IJCAI Conference 2016 Conference Paper

POISketch: Semantic Place Labeling over User Activity Streams

  • Dingqi Yang
  • Bin Li
  • Philippe Cudr
  • eacute; -Mauroux

Capturing place semantics is critical for enabling location-based applications. Techniques for assigning semantic labels (e. g. , "bar" or "office") to unlabeled places mainly resort to mining user activity logs by exploiting visiting patterns. However, existing approaches focus on inferring place labels with a static user activity dataset, and ignore the visiting pattern dynamics in user activity streams, leading to the rapid decrease of labeling accuracy over time.
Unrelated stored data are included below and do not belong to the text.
//! Structured logging, redaction, and the policy audit trail (spec C7).
//!
//! Every subsystem logs through `tracing`; this crate only wires the
//! subscriber and supplies the two things the spec calls out specifically:
//! a `redact()` helper so passwords and connection-string secrets never
//! reach a log line, and an `AuditLog` that the safety policy engine writes
//! every allow/deny decision to.
//!
//! All diagnostic output goes to stderr — stdout is reserved for framed
//! JSON-RPC (spec §4.6), so unlike the teacher's dual file+stderr writer
//! this subscriber has exactly one sink.

use anyhow::{Context, Result};
use chrono::{DateTime, Utc};
use serde::Serialize;
use serde_json::Value;
use std::fs::{File, OpenOptions};
use std::io::{BufWriter, Write};
use std::path::PathBuf;
use std::sync::Mutex;
use tracing_subscriber::{EnvFilter, Layer};
use tracing_subscriber::layer::SubscriberExt;
use tracing_subscriber::util::SubscriberInitExt;

/// Placeholder a redacted value is replaced with.
pub const REDACTED: &str = "[REDACTED]";

/// Logging configuration resolved from `mssql_mcp_config::ServerConfig`.
pub struct LogConfig {
    pub debug: bool,
    pub log_level: String,
}

/// Initialize the global `tracing` subscriber. Stderr-only: the dispatcher
/// relies on stdout carrying nothing but protocol frames.
pub fn init_logging(config: LogConfig) -> Result<()> {
    let default_filter = if config.debug { "debug" } else { config.log_level.as_str() };
    let filter = EnvFilter::try_from_default_env().unwrap_or_else(|_| EnvFilter::new(default_filter));

    tracing_subscriber::registry()
        .with(
            tracing_subscriber::fmt::layer()
                .with_writer(std::io::stderr)
                .with_ansi(false)
                .with_target(true)
                .with_filter(filter),
        )
        .try_init()
        .map_err(|e| anyhow::anyhow!("failed to install tracing subscriber: {e}"))?;

    Ok(())
}

/// Strip a `password=...`/`pwd=...` style key/value pair (case-insensitive
/// key, `;`/`&`/end-of-string terminated value) out of a free-form string
/// such as a connection string or an error message that may have echoed
/// one. Runs until no more occurrences are found, so multiple secrets in
/// the same string are all redacted.
pub fn redact_connection_string(s: &str) -> String {
    const KEYS: &[&str] = &["password=", "pwd="];
    let mut out = s.to_string();
    loop {
        let lower = out.to_ascii_lowercase();
        let hit = KEYS
            .iter()
            .filter_map(|key| lower.find(key).map(|idx| (idx, key.len())))
            .min_by_key(|(idx, _)| *idx);

        let Some((key_start, key_len)) = hit else {
            return out;
        };
        let value_start = key_start + key_len;
        let value_end = out[value_start..]
            .find([';', '&'])
            .map(|i| value_start + i)
            .unwrap_or(out.len());

        let mut next = String::with_capacity(out.len());
        next.push_str(&out[..value_start]);
        next.push_str(REDACTED);
        next.push_str(&out[value_end..]);
        out = next;
    }
}

/// Redact a JSON attributes map in place: any key that looks like a secret
/// (`password`, `pwd`, `connectionString`/`connection_string`) has its
/// value replaced wholesale; string values elsewhere are passed through
/// `redact_connection_string` in case they embed a connection string.
pub fn redact_attributes(mut attrs: serde_json::Map<String, Value>) -> serde_json::Map<String, Value> {
    for (key, value) in attrs.iter_mut() {
        let lower = key.to_ascii_lowercase();
        if is_secret_key(&lower) {
            *value = Value::String(REDACTED.to_string());
        } else if let Value::String(s) = value {
            *s = redact_connection_string(s);
        }
    }
    attrs
}

fn is_secret_key(lower_key: &str) -> bool {
    matches!(
        lower_key,
        "password" | "pwd" | "connectionstring" | "connection_string" | "secret"
    )
}

/// A tagged record of one safety-policy decision (spec §4.3: "every
/// decision is emitted to the audit stream with classification and the
/// effective policy flags").
#[derive(Debug, Serialize)]
pub struct AuditEntry {
    pub ts: DateTime<Utc>,
    pub tool: String,
    pub classification: String,
    pub allowed: bool,
    pub reason: String,
    pub read_only_mode: bool,
    pub allow_destructive: bool,
    pub allow_schema_changes: bool,
}

/// Append-only newline-delimited-JSON audit trail. One process-lifetime
/// instance, shared behind a `Mutex` the way the teacher's `AuditLog` wraps
/// its `BufWriter`.
pub struct AuditLog {
    writer: Mutex<BufWriter<File>>,
}

impl AuditLog {
    pub fn new(path: PathBuf) -> Result<Self> {
        if let Some(parent) = path.parent() {
            std::fs::create_dir_all(parent)
                .with_context(|| format!("failed to create audit log directory: {}", parent.display()))?;
        }
        let file = OpenOptions::new()
            .create(true)
            .append(true)
            .open(&path)
            .with_context(|| format!("failed to open audit log: {}", path.display()))?;
        Ok(Self {
            writer: Mutex::new(BufWriter::new(file)),
        })
    }

    pub fn record(&self, entry: &AuditEntry) -> Result<()> {
        let json = serde_json::to_string(entry)?;
        let mut writer = self
            .writer
            .lock()
            .map_err(|_| anyhow::anyhow!("audit log writer lock poisoned"))?;
        writeln!(writer, "{json}")?;
        writer.flush()?;
        Ok(())
    }
}

/// An audit sink that always succeeds but does nothing — used when
/// `auditEnabled` is false, so call sites never need an `Option` branch.
pub struct NullAuditLog;

impl NullAuditLog {
    pub fn record(&self, _entry: &AuditEntry) -> Result<()> {
        Ok(())
    }
}

/// Either a file-backed audit log or a no-op, selected once at startup
/// from `ServerConfig::audit_enabled`.
pub enum Audit {
    File(AuditLog),
    Disabled(NullAuditLog),
}

impl Audit {
    pub fn record(&self, entry: &AuditEntry) {
        let result = match self {
            Audit::File(log) => log.record(entry),
            Audit::Disabled(log) => log.record(entry),
        };
        if let Err(e) = result {
            tracing::warn!(error = %e, "failed to write audit entry");
        }
    }
}

#[cfg(test)]
mod tests {
    use super::*;

    #[test]
    fn redacts_password_in_connection_string() {
        let s = "Server=db;Database=master;User Id=sa;Password=hunter2;Encrypt=true";
        let redacted = redact_connection_string(s);
        assert!(!redacted.contains("hunter2"));
        assert!(redacted.contains(REDACTED));
        assert!(redacted.contains("Encrypt=true"));
    }

    #[test]
    fn redacts_pwd_key_variant() {
        let s = "pwd=supersecret;host=localhost";
        let redacted = redact_connection_string(s);
        assert!(!redacted.contains("supersecret"));
    }

    #[test]
    fn leaves_strings_without_secrets_untouched() {
        let s = "Server=db;Database=master";
        assert_eq!(redact_connection_string(s), s);
    }

    #[test]
    fn redacts_attribute_map_secret_keys() {
        let mut map = serde_json::Map::new();
        map.insert("password".to_string(), Value::String("hunter2".to_string()));
        map.insert("host".to_string(), Value::String("db.example.com".to_string()));
        let redacted = redact_attributes(map);
        assert_eq!(redacted["password"], Value::String(REDACTED.to_string()));
        assert_eq!(redacted["host"], Value::String("db.example.com".to_string()));
    }

    #[test]
    fn audit_log_writes_ndjson_entries() {
        let dir = tempfile::tempdir().unwrap();
        let path = dir.path().join("audit.ndjson");
        let log = AuditLog::new(path.clone()).unwrap();

        log.record(&AuditEntry {
            ts: Utc::now(),
            tool: "execute_query".to_string(),
            classification: "Dml".to_string(),
            allowed: false,
            reason: "denied: allowDestructive is disabled".to_string(),
            read_only_mode: false,
            allow_destructive: false,
            allow_schema_changes: false,
        })
        .unwrap();

        let content = std::fs::read_to_string(&path).unwrap();
        assert!(content.contains("execute_query"));
        assert!(content.contains("\"allowed\":false"));
    }

    #[test]
    fn null_audit_log_always_succeeds() {
        let log = NullAuditLog;
        let entry = AuditEntry {
            ts: Utc::now(),
            tool: "x".to_string(),
            classification: "Empty".to_string(),
            allowed: true,
            reason: "allowed".to_string(),
            read_only_mode: true,
            allow_destructive: false,
            allow_schema_changes: false,
        };
        assert!(log.record(&entry).is_ok());
    }
}
//! Facades over the C4 observatory (spec §4.4): `get_performance_stats`,
//! `get_query_performance`, `get_connection_health`. None of these touch
//! the database directly or run through the C3 gate — they only read the
//! in-process ring buffer and, for connection health, the pool's own stats.

use async_trait::async_trait;
use mssql_mcp_error::{McpError, Result};
use mssql_mcp_observatory::Timeframe;
use serde_json::{json, Value};

use super::{opt_bool, opt_str, opt_u64};
use crate::{AppContext, McpTool};

fn to_value<T: serde::Serialize>(result: T) -> Result<Value> {
    serde_json::to_value(result).map_err(|e| McpError::internal(e.to_string()))
}

pub struct GetPerformanceStatsTool;

#[async_trait]
impl McpTool for GetPerformanceStatsTool {
    fn name(&self) -> &'static str {
        "get_performance_stats"
    }

    fn description(&self) -> &'static str {
        "Aggregate query performance over a timeframe (recent, session, or all) — counts, error rate, and duration percentiles."
    }

    fn input_schema(&self) -> Value {
        json!({
            "type": "object",
            "properties": {
                "timeframe": { "type": "string", "enum": ["recent", "session", "all"], "default": "all" }
            }
        })
    }

    async fn execute(&self, ctx: &AppContext, arguments: Value) -> Result<Value> {
        let timeframe = Timeframe::parse(opt_str(&arguments, "timeframe"));
        to_value(ctx.observatory.stats(timeframe))
    }
}

pub struct GetQueryPerformanceTool;

#[async_trait]
impl McpTool for GetQueryPerformanceTool {
    fn name(&self) -> &'static str {
        "get_query_performance"
    }

    fn description(&self) -> &'static str {
        "List recent tracked query records, newest first, optionally filtered by tool name or restricted to slow queries."
    }

    fn input_schema(&self) -> Value {
        json!({
            "type": "object",
            "properties": {
                "limit": { "type": "integer", "default": 50 },
                "toolFilter": { "type": "string" },
                "slowOnly": { "type": "boolean", "default": false }
            }
        })
    }

    async fn execute(&self, ctx: &AppContext, arguments: Value) -> Result<Value> {
        // A non-positive or non-numeric limit normalizes to 50.
        let limit = match opt_u64(&arguments, "limit") {
            Some(0) | None => 50,
            Some(n) => n as usize,
        };
        let tool_filter = opt_str(&arguments, "toolFilter");
        let slow_only = opt_bool(&arguments, "slowOnly", false);
        to_value(ctx.observatory.query_stats(limit, tool_filter, slow_only))
    }
}

pub struct GetConnectionHealthTool;

#[async_trait]
impl McpTool for GetConnectionHealthTool {
    fn name(&self) -> &'static str {
        "get_connection_health"
    }

    fn description(&self) -> &'static str {
        "Report the connection pool's current utilization and health score, annotated with the recent observatory-tracked error rate."
    }

    fn input_schema(&self) -> Value {
        json!({ "type": "object", "properties": {} })
    }

    async fn execute(&self, ctx: &AppContext, _arguments: Value) -> Result<Value> {
        to_value(ctx.observatory.pool_stats(&ctx.pool).await)
    }
}

#[cfg(test)]
mod tests {
    use super::*;

    #[test]
    fn performance_stats_schema_defaults_to_all_timeframe() {
        let schema = GetPerformanceStatsTool.input_schema();
        assert_eq!(schema["properties"]["timeframe"]["default"], "all");
    }

    #[test]
    fn query_performance_schema_defaults_limit_to_fifty() {
        let schema = GetQueryPerformanceTool.input_schema();
        assert_eq!(schema["properties"]["limit"]["default"], 50);
    }
}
In this paper, we tackle the problem of semantic place labeling over user activity streams. We formulate this problem as a classification problem by characterizing each place through its fine-grained visiting patterns, which encode the visiting frequency of each user in each typical time slot. However, with the incoming activities of new users in data streams, such fine-grained visiting patterns constantly grow, leading to a continuously expanding feature space. To solve this issue, we propose an updatable sketching technique that creates and incrementally updates a set of compact and fixed-size sketches to approximate the similarity between fine-grained visiting patterns of ever-growing size. We further consider the discriminative weights of user activities in place labeling, and seamlessly incorporate them into our sketching method. Our empirical evaluation on real-world datasets demonstrates the validity of our approach and shows that sketches can be efficiently and effectively used to infer place labels over user activity streams.